You might want to ask yourself, at what level do these things become relevant to your life, what stage of practice, how old are you, etc? And then is it practical? Does it make sense? This is where Brahmacharya begins. And then also, will it come about in the course of your practice? If you’re devoted to practicing yoga, then yes. If you are at least paying attention, you’ll come to understand it all by yourself and at the right time.

Brahmacharya is ultimately about self-preservation, physical, mental, emotional. It’s about energy and saving your seed. It’s about noticing a preoccupation with your sexual/sensual Self and others, its beauty or its complications, and while there’s no Self-denial, you’re also not carried away by desire.

But hey, don’t let the poetry of life pass you by. If some lovely is giving you an eyeful, you don’t have to hide your eyes? And if they’re ready to put out, wink wink, nudge nudge, say no more…GO FOR IT! Enjoy yourself. You have plenty of time for celibacy and sexual dissatisfaction.

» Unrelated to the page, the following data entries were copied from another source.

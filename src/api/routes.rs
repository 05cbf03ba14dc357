//! Shared application state and router assembly.
use axum::{
    routing::{get, post},
    Router,
};
use std::sync::Arc;
use tower_http::catch_panic::CatchPanicLayer;
use tower_http::cors::CorsLayer;
use tower_http::trace::TraceLayer;

use crate::api::handlers;
use crate::config::{Config, Credential};
use crate::inference::client::InferenceClient;

/// Read-only per-process state; every request borrows it through an `Arc`.
pub struct AppState {
    pub credential: Option<Credential>,
    pub inference_client: InferenceClient,
}

impl AppState {
    pub fn from_config(config: &Config) -> Self {
        AppState {
            credential: config.credential.clone(),
            inference_client: InferenceClient::new(config.upstream_url.clone()),
        }
    }
}

pub fn router(state: Arc<AppState>) -> Router {
    Router::new()
        .route("/", get(handlers::root))
        .route("/health", get(handlers::health))
        .route("/api", post(handlers::generate))
        .layer(CatchPanicLayer::custom(handlers::handle_panic))
        .layer(TraceLayer::new_for_http())
        .layer(CorsLayer::permissive())
        .with_state(state)
}
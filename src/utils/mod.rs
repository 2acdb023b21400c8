pub mod quote;
pub mod token;

pub use quote::*;
pub use token::{AmountError, from_fixed_point, is_idle_amount, parse_amount, to_fixed_point};
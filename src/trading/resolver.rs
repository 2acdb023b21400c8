//! Quote resolver
//!
//! Tries each configured quoter contract in priority order
//! (Mixed → Bin → Concentrated-Liquidity) and returns the first answer.
//! It does not compare prices across quoters.

use alloy::primitives::{Address, U256};
use tracing::{error, info, warn};

use crate::common::types::clamp_decimals;
use crate::common::{
    ChainCallError, ChainClientRef, PoolFee, QuoteCall, QuoteDirection, QuoterBackend,
    QuoterBackendConfig, QuoterConfig,
};
use crate::utils::{
    AmountError, ExactOutputQuoteRequest, QuoteOutcome, RequiredInputResult, SwapQuoteRequest,
    SwapQuoteResult, from_fixed_point, to_fixed_point,
};

/// Quote failure
#[derive(Debug, Clone, PartialEq, Eq, thiserror::Error)]
pub enum QuoteError {
    /// Amount could not be used; no backend was called
    #[error(transparent)]
    Input(#[from] AmountError),

    /// Token field is not an address; no backend was called
    #[error("invalid token address: {0}")]
    InvalidToken(String),

    #[error("no quoter backends configured")]
    NoBackends,

    /// Every backend failed. Only the last failure is kept.
    #[error("{message}")]
    Exhausted { backend: QuoterBackend, message: String },
}

pub struct QuoteResolver {
    client: ChainClientRef,
    backends: Vec<QuoterBackendConfig>,
    decimals: u32,
    default_fee_tier: PoolFee,
}

impl QuoteResolver {
    pub fn new(client: ChainClientRef, config: &QuoterConfig) -> Self {
        Self {
            client,
            backends: config.ordered_backends(),
            decimals: clamp_decimals(config.decimals),
            default_fee_tier: config.default_fee_tier,
        }
    }

    /// Backends in the order they are tried
    pub fn backends(&self) -> &[QuoterBackendConfig] {
        &self.backends
    }

    pub fn decimals(&self) -> u32 {
        self.decimals
    }

    /// Quote an exact-input swap. Never fails: errors come back in the result.
    pub async fn resolve(&self, request: &SwapQuoteRequest) -> SwapQuoteResult {
        match self.try_resolve(request).await {
            Ok(outcome) => SwapQuoteResult::success(outcome.amount),
            Err(e) => SwapQuoteResult::failure(e.to_string()),
        }
    }

    /// Quote the input required for an exact-output swap. Never fails.
    pub async fn resolve_exact_output(
        &self,
        request: &ExactOutputQuoteRequest,
    ) -> RequiredInputResult {
        match self.try_resolve_exact_output(request).await {
            Ok(outcome) => RequiredInputResult::success(outcome.amount),
            Err(e) => RequiredInputResult::failure(e.to_string()),
        }
    }

    pub async fn try_resolve(&self, request: &SwapQuoteRequest) -> Result<QuoteOutcome, QuoteError> {
        self.quote(
            QuoteDirection::ExactInput,
            request.token_in,
            request.token_out,
            &request.amount_in,
            request.fee_tier,
        )
        .await
    }

    pub async fn try_resolve_exact_output(
        &self,
        request: &ExactOutputQuoteRequest,
    ) -> Result<QuoteOutcome, QuoteError> {
        self.quote(
            QuoteDirection::ExactOutput,
            request.token_in,
            request.token_out,
            &request.amount_out,
            request.fee_tier,
        )
        .await
    }

    async fn quote(
        &self,
        direction: QuoteDirection,
        token_in: Address,
        token_out: Address,
        amount: &str,
        fee_tier: Option<PoolFee>,
    ) -> Result<QuoteOutcome, QuoteError> {
        let raw_amount = to_fixed_point(amount, self.decimals).inspect_err(|e| {
            warn!(amount, error = %e, "rejecting quote request");
        })?;
        let call = QuoteCall {
            direction,
            token_in,
            token_out,
            amount: raw_amount,
            fee: fee_tier.unwrap_or(self.default_fee_tier),
        };

        let mut last_failure: Option<(QuoterBackend, ChainCallError)> = None;
        for (attempt, quoter) in self.backends.iter().enumerate() {
            info!(
                backend = quoter.backend.name(),
                contract = %quoter.address,
                attempt = attempt + 1,
                ?direction,
                "requesting quote"
            );

            match self.call_backend(quoter, &call).await {
                Ok(raw) => {
                    let amount = from_fixed_point(raw, self.decimals);
                    info!(backend = quoter.backend.name(), amount = %amount, "quote received");
                    return Ok(QuoteOutcome { backend: quoter.backend, raw_amount: raw, amount });
                }
                Err(e) => {
                    warn!(backend = quoter.backend.name(), error = %e, "quoter failed, trying next");
                    last_failure = Some((quoter.backend, e));
                }
            }
        }

        match last_failure {
            Some((backend, e)) => {
                error!(backend = backend.name(), error = %e, "all quoters failed");
                Err(QuoteError::Exhausted { backend, message: e.to_string() })
            }
            None => Err(QuoteError::NoBackends),
        }
    }

    async fn call_backend(
        &self,
        quoter: &QuoterBackendConfig,
        call: &QuoteCall,
    ) -> Result<U256, ChainCallError> {
        let output = self.client.call(quoter.address, call.encode()).await?;
        call.decode_output(&output).map_err(|e| ChainCallError::Decode(e.to_string()))
    }
}
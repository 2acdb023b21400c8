//! Quoter configuration loading

use std::io::Write;

use alloy::primitives::address;
use swap_quoter_sdk::{PoolFee, QuoterBackend, QuoterConfig};

#[test]
fn test_load_config_file() {
    let mut file = tempfile::NamedTempFile::new().unwrap();
    write!(
        file,
        r#"{{
            "backends": [
                {{ "backend": "concentrated_liquidity", "address": "0x3333333333333333333333333333333333333333" }},
                {{ "backend": "mixed", "address": "0x1111111111111111111111111111111111111111" }}
            ],
            "decimals": 8,
            "default_fee_tier": 100,
            "debounce_ms": 150
        }}"#
    )
    .unwrap();

    let config = QuoterConfig::from_json_file(file.path()).unwrap();

    assert_eq!(config.decimals, 8);
    assert_eq!(config.default_fee_tier, PoolFee::LOWEST);
    assert_eq!(config.debounce_ms, 150);

    let ordered = config.ordered_backends();
    assert_eq!(ordered[0].backend, QuoterBackend::Mixed);
    assert_eq!(ordered[0].address, address!("1111111111111111111111111111111111111111"));
    assert_eq!(ordered[1].backend, QuoterBackend::ConcentratedLiquidity);
}

#[test]
fn test_missing_config_file() {
    let dir = tempfile::tempdir().unwrap();
    let err = QuoterConfig::from_json_file(dir.path().join("quoters.json")).unwrap_err();
    assert!(err.to_string().contains("failed to read quoter config"));
}

#[test]
fn test_rejects_oversized_decimals() {
    let json = r#"{
        "backends": [{ "backend": "bin", "address": "0x2222222222222222222222222222222222222222" }],
        "decimals": 40
    }"#;
    assert!(QuoterConfig::from_json_str(json).is_err());
}

#[test]
fn test_rejects_malformed_address() {
    let json = r#"{ "backends": [{ "backend": "bin", "address": "0x02" }] }"#;
    let err = QuoterConfig::from_json_str(json).unwrap_err();
    assert!(err.to_string().contains("invalid quoter config"));
}

#[test]
fn test_config_round_trips_through_json() {
    let config = QuoterConfig::new(
        address!("1111111111111111111111111111111111111111"),
        address!("2222222222222222222222222222222222222222"),
        address!("3333333333333333333333333333333333333333"),
    )
    .with_debounce_ms(500);
    let json = serde_json::to_string(&config).unwrap();
    assert_eq!(QuoterConfig::from_json_str(&json).unwrap(), config);
}
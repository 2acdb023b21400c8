pub mod estimate;
pub mod resolver;

pub use estimate::{EstimateController, EstimateState, RequestGeneration};
pub use resolver::{QuoteError, QuoteResolver};
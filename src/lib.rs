//! Swap amount estimation through on-chain quoter contracts.
//!
//! [`QuoteResolver`] asks the Mixed, Bin and Concentrated-Liquidity quoters in
//! that order and returns the first answer. [`EstimateController`] wraps it for
//! live input: edits are debounced and results of superseded edits are dropped.
//!
//! ```rust,no_run
//! use std::sync::Arc;
//! use swap_quoter_sdk::{EstimateController, JsonRpcChainClient, QuoterConfig};
//!
//! # async fn run() -> anyhow::Result<()> {
//! let config = QuoterConfig::from_env()?;
//! let client = Arc::new(JsonRpcChainClient::from_env()?);
//! let controller = EstimateController::from_config(client, &config);
//!
//! let mut updates = controller.subscribe();
//! controller.observe("0x...", "0x...", "1.5");
//! updates.changed().await?;
//! println!("{:?}", *updates.borrow());
//! # Ok(())
//! # }
//! ```

pub mod common;
pub mod constants;
pub mod trading;
pub mod utils;

pub use common::{
    Address, ChainCallError, ChainClient, ChainClientRef, JsonRpcChainClient, JsonRpcConfig,
    PoolFee, QuoterBackend, QuoterBackendConfig, QuoterConfig,
};
pub use trading::{
    EstimateController, EstimateState, QuoteError, QuoteResolver, RequestGeneration,
};
pub use utils::{
    ExactOutputQuoteRequest, QuoteOutcome, RequiredInputResult, SwapQuoteRequest,
    SwapQuoteResult,
};
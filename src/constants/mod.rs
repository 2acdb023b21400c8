pub mod decimals;
pub mod quoter;

pub use decimals::*;
pub use quoter::*;
use alloy::primitives::Address;
use anyhow::{Context, anyhow, bail};
use serde::{Deserialize, Serialize};
use std::fmt;
use std::path::Path;
use std::time::Duration;
use tracing::warn;

use crate::constants::{
    DEFAULT_DEBOUNCE_MS, DEFAULT_TOKEN_DECIMALS, ENV_QUOTE_DEBOUNCE_MS, ENV_QUOTE_TOKEN_DECIMALS,
    ENV_QUOTER_BIN_ADDRESS, ENV_QUOTER_CL_ADDRESS, ENV_QUOTER_MIXED_ADDRESS, MAX_TOKEN_DECIMALS,
    MAX_UINT24,
};

/// Fee tier does not fit in `uint24`
#[derive(Debug, Clone, Copy, PartialEq, Eq, thiserror::Error)]
#[error("fee tier {0} does not fit in uint24")]
pub struct InvalidFeeTier(pub u32);

/// Pool fee tier, in hundredths of a basis point
#[derive(Debug, Clone, Copy, PartialEq, Eq, Hash, PartialOrd, Ord, Serialize, Deserialize)]
#[serde(try_from = "u32", into = "u32")]
pub struct PoolFee(u32);

impl PoolFee {
    /// 0.01%
    pub const LOWEST: PoolFee = PoolFee(100);
    /// 0.05%
    pub const LOW: PoolFee = PoolFee(500);
    /// 0.25%
    pub const MEDIUM: PoolFee = PoolFee(2_500);
    /// 1%
    pub const HIGH: PoolFee = PoolFee(10_000);

    pub fn new(fee: u32) -> Result<Self, InvalidFeeTier> {
        if fee > MAX_UINT24 {
            return Err(InvalidFeeTier(fee));
        }
        Ok(Self(fee))
    }

    pub fn as_u32(&self) -> u32 {
        self.0
    }
}

impl Default for PoolFee {
    fn default() -> Self {
        Self::MEDIUM
    }
}

impl TryFrom<u32> for PoolFee {
    type Error = InvalidFeeTier;

    fn try_from(value: u32) -> Result<Self, Self::Error> {
        Self::new(value)
    }
}

impl From<PoolFee> for u32 {
    fn from(value: PoolFee) -> Self {
        value.0
    }
}

/// Quoter contract family.
///
/// Declaration order is the fallback priority.
#[derive(Debug, Clone, Copy, PartialEq, Eq, Hash, PartialOrd, Ord, Serialize, Deserialize)]
#[serde(rename_all = "snake_case")]
pub enum QuoterBackend {
    Mixed,
    Bin,
    ConcentratedLiquidity,
}

impl QuoterBackend {
    pub const PRIORITY: [QuoterBackend; 3] =
        [QuoterBackend::Mixed, QuoterBackend::Bin, QuoterBackend::ConcentratedLiquidity];

    pub fn name(&self) -> &'static str {
        match self {
            QuoterBackend::Mixed => "Mixed",
            QuoterBackend::Bin => "Bin",
            QuoterBackend::ConcentratedLiquidity => "Concentrated-Liquidity",
        }
    }

    /// Environment variable holding this quoter's contract address
    pub fn env_key(&self) -> &'static str {
        match self {
            QuoterBackend::Mixed => ENV_QUOTER_MIXED_ADDRESS,
            QuoterBackend::Bin => ENV_QUOTER_BIN_ADDRESS,
            QuoterBackend::ConcentratedLiquidity => ENV_QUOTER_CL_ADDRESS,
        }
    }
}

impl fmt::Display for QuoterBackend {
    fn fmt(&self, f: &mut fmt::Formatter<'_>) -> fmt::Result {
        f.write_str(self.name())
    }
}

#[derive(Debug, Clone, PartialEq, Eq, Serialize, Deserialize)]
pub struct QuoterBackendConfig {
    pub backend: QuoterBackend,
    pub address: Address,
}

impl QuoterBackendConfig {
    pub fn new(backend: QuoterBackend, address: Address) -> Self {
        Self { backend, address }
    }
}

/// Quoting configuration (chain-independent apart from the address table)
#[derive(Debug, Clone, PartialEq, Eq, Serialize, Deserialize)]
pub struct QuoterConfig {
    /// Quoter contracts. Always tried in [`QuoterBackend::PRIORITY`] order,
    /// whatever order they are listed in.
    pub backends: Vec<QuoterBackendConfig>,
    /// Fixed-point scale applied to every token (default: 18)
    #[serde(default = "default_decimals")]
    pub decimals: u32,
    /// Fee tier used when a request does not name one
    #[serde(default)]
    pub default_fee_tier: PoolFee,
    /// Estimate debounce window (milliseconds)
    #[serde(default = "default_debounce_ms")]
    pub debounce_ms: u64,
}

fn default_decimals() -> u32 {
    DEFAULT_TOKEN_DECIMALS
}

fn default_debounce_ms() -> u64 {
    DEFAULT_DEBOUNCE_MS
}

/// Clamp a scale to [`MAX_TOKEN_DECIMALS`].
pub(crate) fn clamp_decimals(decimals: u32) -> u32 {
    if decimals > MAX_TOKEN_DECIMALS {
        warn!(decimals, max = MAX_TOKEN_DECIMALS, "clamping token decimals");
        return MAX_TOKEN_DECIMALS;
    }
    decimals
}

impl QuoterConfig {
    /// Configuration with all three quoters
    pub fn new(mixed: Address, bin: Address, concentrated_liquidity: Address) -> Self {
        Self {
            backends: vec![
                QuoterBackendConfig::new(QuoterBackend::Mixed, mixed),
                QuoterBackendConfig::new(QuoterBackend::Bin, bin),
                QuoterBackendConfig::new(QuoterBackend::ConcentratedLiquidity, concentrated_liquidity),
            ],
            decimals: DEFAULT_TOKEN_DECIMALS,
            default_fee_tier: PoolFee::default(),
            debounce_ms: DEFAULT_DEBOUNCE_MS,
        }
    }

    /// Set the fixed-point scale, clamped to [`MAX_TOKEN_DECIMALS`].
    pub fn with_decimals(mut self, decimals: u32) -> Self {
        self.decimals = clamp_decimals(decimals);
        self
    }

    pub fn with_default_fee_tier(mut self, fee: PoolFee) -> Self {
        self.default_fee_tier = fee;
        self
    }

    pub fn with_debounce_ms(mut self, debounce_ms: u64) -> Self {
        self.debounce_ms = debounce_ms;
        self
    }

    pub fn debounce(&self) -> Duration {
        Duration::from_millis(self.debounce_ms)
    }

    /// Backends in fallback order
    pub fn ordered_backends(&self) -> Vec<QuoterBackendConfig> {
        let mut backends = self.backends.clone();
        backends.sort_by_key(|b| b.backend);
        backends
    }

    /// Build from a key lookup (environment, `.env` map, ...).
    ///
    /// Each quoter address is optional, but at least one must be present.
    pub fn from_lookup<F>(lookup: F) -> anyhow::Result<Self>
    where
        F: Fn(&str) -> Option<String>,
    {
        let mut backends = Vec::new();
        for backend in QuoterBackend::PRIORITY {
            let Some(value) = lookup(backend.env_key()).filter(|v| !v.trim().is_empty()) else {
                continue;
            };
            let address = value
                .trim()
                .parse()
                .with_context(|| format!("{} is not an address: {value}", backend.env_key()))?;
            backends.push(QuoterBackendConfig::new(backend, address));
        }

        let decimals = match lookup(ENV_QUOTE_TOKEN_DECIMALS) {
            Some(v) => v
                .trim()
                .parse()
                .with_context(|| format!("{ENV_QUOTE_TOKEN_DECIMALS} is not an integer: {v}"))?,
            None => DEFAULT_TOKEN_DECIMALS,
        };

        let debounce_ms = match lookup(ENV_QUOTE_DEBOUNCE_MS) {
            Some(v) => v
                .trim()
                .parse()
                .with_context(|| format!("{ENV_QUOTE_DEBOUNCE_MS} is not an integer: {v}"))?,
            None => DEFAULT_DEBOUNCE_MS,
        };

        Self { backends, decimals, default_fee_tier: PoolFee::default(), debounce_ms }.validate()
    }

    pub fn from_env() -> anyhow::Result<Self> {
        Self::from_lookup(|key| std::env::var(key).ok())
    }

    pub fn from_json_str(json: &str) -> anyhow::Result<Self> {
        let config: Self = serde_json::from_str(json).context("invalid quoter config")?;
        config.validate()
    }

    pub fn from_json_file(path: impl AsRef<Path>) -> anyhow::Result<Self> {
        let path = path.as_ref();
        let content = std::fs::read_to_string(path)
            .with_context(|| format!("failed to read quoter config {}", path.display()))?;
        Self::from_json_str(&content)
    }

    pub fn validate(self) -> anyhow::Result<Self> {
        if self.backends.is_empty() {
            bail!(
                "no quoter backends configured (set {}, {} or {})",
                ENV_QUOTER_MIXED_ADDRESS,
                ENV_QUOTER_BIN_ADDRESS,
                ENV_QUOTER_CL_ADDRESS
            );
        }
        for (i, b) in self.backends.iter().enumerate() {
            if b.address.is_zero() {
                return Err(anyhow!("{} quoter address is zero", b.backend));
            }
            if self.backends[..i].iter().any(|other| other.backend == b.backend) {
                return Err(anyhow!("{} quoter configured more than once", b.backend));
            }
        }
        if self.decimals > MAX_TOKEN_DECIMALS {
            bail!("decimals {} exceeds maximum {}", self.decimals, MAX_TOKEN_DECIMALS);
        }
        Ok(self)
    }
}

#[cfg(test)]
mod tests {
    use super::*;
    use alloy::primitives::address;
    use std::collections::HashMap;

    const MIXED: Address = address!("0000000000000000000000000000000000000001");
    const BIN: Address = address!("0000000000000000000000000000000000000002");
    const CL: Address = address!("0000000000000000000000000000000000000003");

    #[test]
    fn test_ordered_backends() {
        let config = QuoterConfig {
            backends: vec![
                QuoterBackendConfig::new(QuoterBackend::ConcentratedLiquidity, CL),
                QuoterBackendConfig::new(QuoterBackend::Mixed, MIXED),
                QuoterBackendConfig::new(QuoterBackend::Bin, BIN),
            ],
            decimals: 18,
            default_fee_tier: PoolFee::MEDIUM,
            debounce_ms: 300,
        };
        let order: Vec<_> = config.ordered_backends().into_iter().map(|b| b.backend).collect();
        assert_eq!(order, QuoterBackend::PRIORITY.to_vec());
    }

    #[test]
    fn test_from_lookup() {
        let vars: HashMap<&str, &str> = HashMap::from([
            (ENV_QUOTER_MIXED_ADDRESS, "0x0000000000000000000000000000000000000001"),
            (ENV_QUOTER_CL_ADDRESS, " 0x0000000000000000000000000000000000000003 "),
            (ENV_QUOTE_TOKEN_DECIMALS, "6"),
        ]);
        let config = QuoterConfig::from_lookup(|k| vars.get(k).map(|v| v.to_string())).unwrap();

        assert_eq!(config.backends.len(), 2);
        assert_eq!(config.backends[1].backend, QuoterBackend::ConcentratedLiquidity);
        assert_eq!(config.backends[1].address, CL);
        assert_eq!(config.decimals, 6);
        assert_eq!(config.debounce(), Duration::from_millis(300));
        assert_eq!(config.default_fee_tier, PoolFee::MEDIUM);
    }

    #[test]
    fn test_from_lookup_requires_a_backend() {
        let err = QuoterConfig::from_lookup(|_| None).unwrap_err();
        assert!(err.to_string().contains("no quoter backends"));
    }

    #[test]
    fn test_from_lookup_rejects_bad_values() {
        let vars: HashMap<&str, &str> = HashMap::from([
            (ENV_QUOTER_BIN_ADDRESS, "0x0000000000000000000000000000000000000002"),
            (ENV_QUOTE_DEBOUNCE_MS, "soon"),
        ]);
        assert!(QuoterConfig::from_lookup(|k| vars.get(k).map(|v| v.to_string())).is_err());

        let vars: HashMap<&str, &str> = HashMap::from([(ENV_QUOTER_BIN_ADDRESS, "0x02")]);
        let err = QuoterConfig::from_lookup(|k| vars.get(k).map(|v| v.to_string())).unwrap_err();
        assert!(err.to_string().contains("is not an address"));
    }

    #[test]
    fn test_json_config() {
        let json = r#"{
            "backends": [
                { "backend": "bin", "address": "0x0000000000000000000000000000000000000002" },
                { "backend": "mixed", "address": "0x0000000000000000000000000000000000000001" }
            ],
            "default_fee_tier": 500
        }"#;
        let config = QuoterConfig::from_json_str(json).unwrap();
        assert_eq!(config.decimals, DEFAULT_TOKEN_DECIMALS);
        assert_eq!(config.debounce_ms, DEFAULT_DEBOUNCE_MS);
        assert_eq!(config.default_fee_tier, PoolFee::LOW);
        assert_eq!(config.ordered_backends()[0].backend, QuoterBackend::Mixed);
    }

    #[test]
    fn test_json_config_rejects_bad_entries() {
        let duplicate = r#"{ "backends": [
            { "backend": "bin", "address": "0x0000000000000000000000000000000000000002" },
            { "backend": "bin", "address": "0x0000000000000000000000000000000000000003" }
        ] }"#;
        assert!(QuoterConfig::from_json_str(duplicate).is_err());

        let zero = r#"{ "backends": [
            { "backend": "bin", "address": "0x0000000000000000000000000000000000000000" }
        ] }"#;
        assert!(QuoterConfig::from_json_str(zero).unwrap_err().to_string().contains("zero"));

        let big_fee = r#"{ "backends": [
            { "backend": "bin", "address": "0x0000000000000000000000000000000000000002" }
        ], "default_fee_tier": 16777216 }"#;
        assert!(QuoterConfig::from_json_str(big_fee).is_err());
    }

    #[test]
    fn test_with_decimals_clamps() {
        let config = QuoterConfig::new(MIXED, BIN, CL).with_decimals(400);
        assert_eq!(config.decimals, MAX_TOKEN_DECIMALS);
        assert_eq!(QuoterConfig::new(MIXED, BIN, CL).with_decimals(6).decimals, 6);
    }

    #[test]
    fn test_pool_fee_bounds() {
        assert_eq!(PoolFee::new(MAX_UINT24).unwrap().as_u32(), MAX_UINT24);
        assert_eq!(PoolFee::new(MAX_UINT24 + 1), Err(InvalidFeeTier(MAX_UINT24 + 1)));
        assert_eq!(PoolFee::default(), PoolFee::MEDIUM);
    }
}
//! Quoter defaults and configuration keys.

/// Amount published alongside any error so display code always has a value.
pub const ZERO_AMOUNT: &str = "0";

/// Debounce window applied before an estimate is resolved.
pub const DEFAULT_DEBOUNCE_MS: u64 = 300;

/// Largest value a `uint24` fee tier can hold.
pub const MAX_UINT24: u32 = 0x00FF_FFFF;

pub const ENV_QUOTER_MIXED_ADDRESS: &str = "QUOTER_MIXED_ADDRESS";
pub const ENV_QUOTER_BIN_ADDRESS: &str = "QUOTER_BIN_ADDRESS";
pub const ENV_QUOTER_CL_ADDRESS: &str = "QUOTER_CL_ADDRESS";
pub const ENV_QUOTE_TOKEN_DECIMALS: &str = "QUOTE_TOKEN_DECIMALS";
pub const ENV_QUOTE_DEBOUNCE_MS: &str = "QUOTE_DEBOUNCE_MS";
pub const ENV_RPC_URL: &str = "RPC_URL";
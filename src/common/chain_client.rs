//! Chain client capability
//!
//! The quoting core only needs one thing from the chain: execute a read-only
//! contract call and hand back the raw return data. The calldata already
//! carries the function selector and arguments. Production code uses
//! [`JsonRpcChainClient`](super::json_rpc::JsonRpcChainClient), tests use
//! [`MockChainClient`](super::mock_rpc::MockChainClient).

use alloy::primitives::{Address, Bytes};
use async_trait::async_trait;
use std::sync::Arc;

/// Failure of a single contract call.
///
/// `Display` is the bare message so it can be surfaced to users verbatim.
#[derive(Debug, Clone, PartialEq, Eq, thiserror::Error)]
pub enum ChainCallError {
    /// Network or HTTP level failure
    #[error("{0}")]
    Transport(String),

    /// The node executed the call and it reverted
    #[error("{0}")]
    Revert(String),

    /// Return data did not match the expected shape
    #[error("{0}")]
    Decode(String),
}

#[async_trait]
pub trait ChainClient: Send + Sync {
    /// `eth_call` `input` against `contract`, returning the raw ABI-encoded output.
    async fn call(&self, contract: Address, input: Bytes) -> Result<Bytes, ChainCallError>;
}

/// Shared handle to a chain client
pub type ChainClientRef = Arc<dyn ChainClient>;
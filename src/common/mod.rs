pub mod chain_client;
pub mod json_rpc;
pub mod mock_rpc;
pub mod quoter;
pub mod types;

pub use alloy::primitives::{Address, U256};
pub use chain_client::{ChainCallError, ChainClient, ChainClientRef};
pub use json_rpc::{JsonRpcChainClient, JsonRpcConfig};
pub use mock_rpc::{MockChainClient, MockResponse, RecordedCall};
pub use quoter::{IQuoter, QuoteCall, QuoteDirection};
pub use types::*;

But I don’t know about the ladies. From what I have read it’s just the opposite, that it’s very healthy to be getting it all the time and important to keep them well satisfied. The Toaist philosophy, from what I understand, says sexual energy in women is not lost, that it is reabsorbed (unless they ejaculate, sorry, wee!). And then there’s all that hormones and juiciness (excuse me), that are an important part of their health. That makes sense to me, together with avoiding preoccupation, complications or the potential for stress it can pose. I would like to think that means being in love and in a monogamous relationship, but ladies, you tell me.

One last thing, brahmacharya is similar but still different from pratyahara.

peace & love everyone,
siva

[quote=Asuri;20157]

Like it or not, all of the best known commentators agree that brahmacharya refers specifically to sexual continence,( although “conduct of brahma” suggests that a wider interpretation is appropriate.)[/quote]

this was not the definition i read( i read ‘moderation of the senses’) though it had a pretty good explanation possibly rooted in a tantra approach. i think it might have maybe touched on meditation etc. can’t remember the link immediately off hand, sorry. it kinda made sense to me .but i have not read such matters widely.

it makes sense to me that everything is potentially game for being a vehicle for self-transformation. and sexual energy can carry a lot of mileage. to ignore (or even deny) would be a great loss in terms of revenue… in fact kundalini awakeninng has it’s very foundation bed-rock,essence in the arousal and re-direction of rising sexual energy. the kundalin is in fact then arguably one’s sexual energy redirected ( beyond the dictates of programmed biological evolution) for higher (evolutionary) purposes.

core789,

Yes. Kundalini is the humping projected inward.

siva

Not repressing is very important. Repression might lead to pathologies. One has to play within his natural possibilities, and let himself evolve naturally, without violence against oneself.

In Ken Wilber’s words: Evolution is emergence and integration of lower stages, and not repression.

Have a nice day!

I’ve often wondered if Bhramcharya also applies to whether one posts to the forums immediately, or whether one reads everything well, considers a response, the context, etc. and then chooses whether or not one has something to contribute to and further (evolve) the conversation. (and checks their spelling, while they’re at it; I just had to add the ‘r’ in further.)
Ghandi has a grandkid – I went to college with him – so there was at least good timing in that “once”. I just hope G’s wife also had a calling that was abetted by such austerity.
And I am very glad my husband and I do not. Siva, my context on your question – my emotional and sometimes mental health are greatly supported by my snuggly (and better) life with my husband. I’ve heard research, too, that women have a neural feedback system that means monogamy (monogandry?) is better than multiple partners. Of which, I am also very glad.